We have reached out to industry experts to gather insights on various aspects of Stargardt, including the evolving treatment landscape, patients' reliance on conventional therapies, their acceptance of therapy switching, drug uptake, and challenges related to accessibility. The experts we contacted included medical/scientific writers, professors, and researchers from prestigious universities in the US, Europe, the UK, and Japan.
Our team of analysts at Delveinsight connected with more than 10 KOLs across the 7MM. We contacted institutions such as the UCL Institute of Ophthalmology, the National Institute of Sensory Organs, the University of California, etc., among others. By obtaining the opinions of these experts, we gained a better understanding of the current and emerging treatment patterns in the Stargardt market, which will assist our clients in analyzing the overall epidemiology and market scenario.
Qualitative Analysis
We perform Qualitative and Market Intelligence analysis using various approaches, such as SWOT analysis and Conjoint Analysis. In the SWOT analysis, strengths, weaknesses, opportunities, and threats in terms of disease diagnosis, patient awareness, patient burden, competitive landscape, cost-effectiveness, and geographical accessibility of therapies are provided. These pointers are based on the Analyst's discretion and assessment of the patient burden, cost analysis, and existing and evolving treatment landscape.
Conjoint Analysis analyzes multiple approved and emerging therapies based on relevant attributes such as safety, efficacy, frequency of administration, designation, route of administration, and order of entry. Scoring is given based on these parameters to analyze the effectiveness of therapy. In efficacy, the trial's primary and secondary outcome measures are evaluated. Based on these, the overall efficacy is evaluated.
Further, the therapies' safety is evaluated wherein the acceptability, tolerability, and adverse events are majorly observed, and it sets a clear understanding of the side effects posed by the drug in the trials. In addition, the scoring is also based on the route of administration, order of entry and designation, probability of success, and the addressable patient pool for each therapy. According to these parameters, the final weightage score and the ranking of the emerging therapies are decided.

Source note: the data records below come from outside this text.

//! Error types for the room layer.

use crate::RoomId;

/// Errors that can occur during room operations.
#[derive(Debug, thiserror::Error)]
pub enum RoomError {
    /// `create_lobby` targeted an id that is already taken.
    #[error("room {0} already exists")]
    AlreadyExists(RoomId),

    /// The room does not exist.
    #[error("room {0} not found")]
    NotFound(RoomId),

    /// Both seats are taken; spectators are not supported.
    #[error("room {0} is full")]
    Full(RoomId),

    /// The session is already a member of this room.
    #[error("already in room {0}")]
    AlreadyInRoom(RoomId),

    /// The session is not a member of this room.
    #[error("not a member of room {0}")]
    NotInRoom(RoomId),

    /// The room's actor is gone or its mailbox closed.
    #[error("room {0} is unavailable")]
    Unavailable(RoomId),
}
//! Error types for the session layer.

use crate::SessionId;

/// Errors that can occur during session management.
#[derive(Debug, thiserror::Error)]
pub enum SessionError {
    /// No session exists under this id.
    #[error("session {0} not found")]
    NotFound(SessionId),

    /// The username is already bound to a live connection. One socket
    /// per identity; a second browser must pick another name.
    #[error("username {0:?} already has an active session")]
    AlreadyConnected(String),
}
//! Transport abstraction for the Twofold Chess server.
//!
//! Provides the [`Transport`] and [`Connection`] traits that hide the
//! concrete network protocol from the layers above. The default (and
//! currently only) implementation is WebSocket via `tokio-tungstenite`.
//!
//! Pong frames are surfaced to the caller as [`Incoming::Pong`] rather
//! than swallowed: the connection handler's liveness window must be
//! refreshed by pong activity, not just data.

#![allow(async_fn_in_trait)]

mod error;
#[cfg(feature = "websocket")]
mod websocket;

pub use error::TransportError;
#[cfg(feature = "websocket")]
pub use websocket::{WebSocketConnection, WebSocketTransport};

use std::fmt;

/// Opaque identifier for a connection.
#[derive(Debug, Clone, Copy, PartialEq, Eq, Hash)]
pub struct ConnectionId(u64);

impl ConnectionId {
    pub fn new(id: u64) -> Self {
        Self(id)
    }

    pub fn into_inner(self) -> u64 {
        self.0
    }
}

impl fmt::Display for ConnectionId {
    fn fmt(&self, f: &mut fmt::Formatter<'_>) -> fmt::Result {
        write!(f, "conn-{}", self.0)
    }
}

/// One inbound item from a connection.
#[derive(Debug, Clone, PartialEq, Eq)]
pub enum Incoming {
    /// A data frame (text frames arrive as their UTF-8 bytes).
    Data(Vec<u8>),
    /// A ping or pong frame — pure liveness signal, no payload exposed.
    Pong,
}

/// Accepts new incoming connections.
pub trait Transport: Send + Sync + 'static {
    type Connection: Connection;
    type Error: std::error::Error + Send + Sync;

    /// Waits for and accepts the next incoming connection.
    async fn accept(&mut self) -> Result<Self::Connection, Self::Error>;

    /// Gracefully stops accepting new connections.
    async fn shutdown(&self) -> Result<(), Self::Error>;
}

/// A single connection that can send and receive frames.
///
/// `send` calls made in sequence from one task are delivered in that
/// order; implementations must not reorder frames.
pub trait Connection: Send + Sync + 'static {
    type Error: std::error::Error + Send + Sync;

    /// Sends a data frame to the remote peer.
    async fn send(&self, data: &[u8]) -> Result<(), Self::Error>;

    /// Receives the next inbound item.
    ///
    /// Returns `Ok(None)` when the connection is cleanly closed.
    async fn recv(&self) -> Result<Option<Incoming>, Self::Error>;

    /// Sends a ping frame; the peer's pong surfaces via [`Self::recv`].
    async fn ping(&self) -> Result<(), Self::Error>;

    /// Closes the connection.
    async fn close(&self) -> Result<(), Self::Error>;

    /// Returns the unique identifier for this connection.
    fn id(&self) -> ConnectionId;
}
/// Commands sent to a room actor through its mailbox.
pub(crate) enum RoomCommand {
    Join {
        session: SessionId,
        username: String,
        sender: PlayerSender,
        reply: oneshot::Sender<Result<Color, RoomError>>,
    },
    Leave {
        session: SessionId,
        reply: oneshot::Sender<Result<(), RoomError>>,
    },
    /// The socket dropped; hold the seat color for the grace window.
    Disconnected {
        session: SessionId,
    },
    Move {
        session: SessionId,
        board: BoardName,
        request: MoveRequest,
    },
    /// `by: None` is the administrative HTTP reset — unconditional.
    Reset {
        by: Option<SessionId>,
    },
    VoteReset {
        session: SessionId,
        color: Color,
    },
    Chat {
        session: SessionId,
        message: String,
    },
    /// Push the current snapshot to one member.
    SendState {
        session: SessionId,
    },
    GetSnapshot {
        reply: oneshot::Sender<GameSnapshot>,
    },
    InstallScenario {
        scenario: Scenario,
        reply: oneshot::Sender<()>,
    },
    FinishGame {
        winner: String,
        board: serde_json::Value,
        moves: Vec<String>,
    },
    Status {
        reply: oneshot::Sender<RoomStatus>,
    },
    Shutdown {
        notify: bool,
    },
}

/// Handle to a running room actor. Cheap to clone.
#[derive(Clone, Debug)]
pub struct RoomHandle {
    room_id: RoomId,
    sender: mpsc::Sender<RoomCommand>,
}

Market Access and Reimbursement
Because newly authorized drugs are often expensive, some patients escape receiving proper treatment or use off-label, less expensive prescriptions. Reimbursement plays a critical role in how innovative treatments can enter the market. The cost of the medicine, compared to the benefit it provides to patients who are being treated, sometimes determines whether or not it will be reimbursed. Regulatory status, target population size, the setting of treatment, unmet needs, the number of incremental benefit claims, and prices can all affect market access and reimbursement possibilities.
The report further provides detailed insights on the country-wise accessibility and reimbursement scenarios, cost-effectiveness scenario of approved therapies, programs making accessibility easier and out-of-pocket costs more affordable, insights on patients insured under federal or state government prescription drug programs, etc.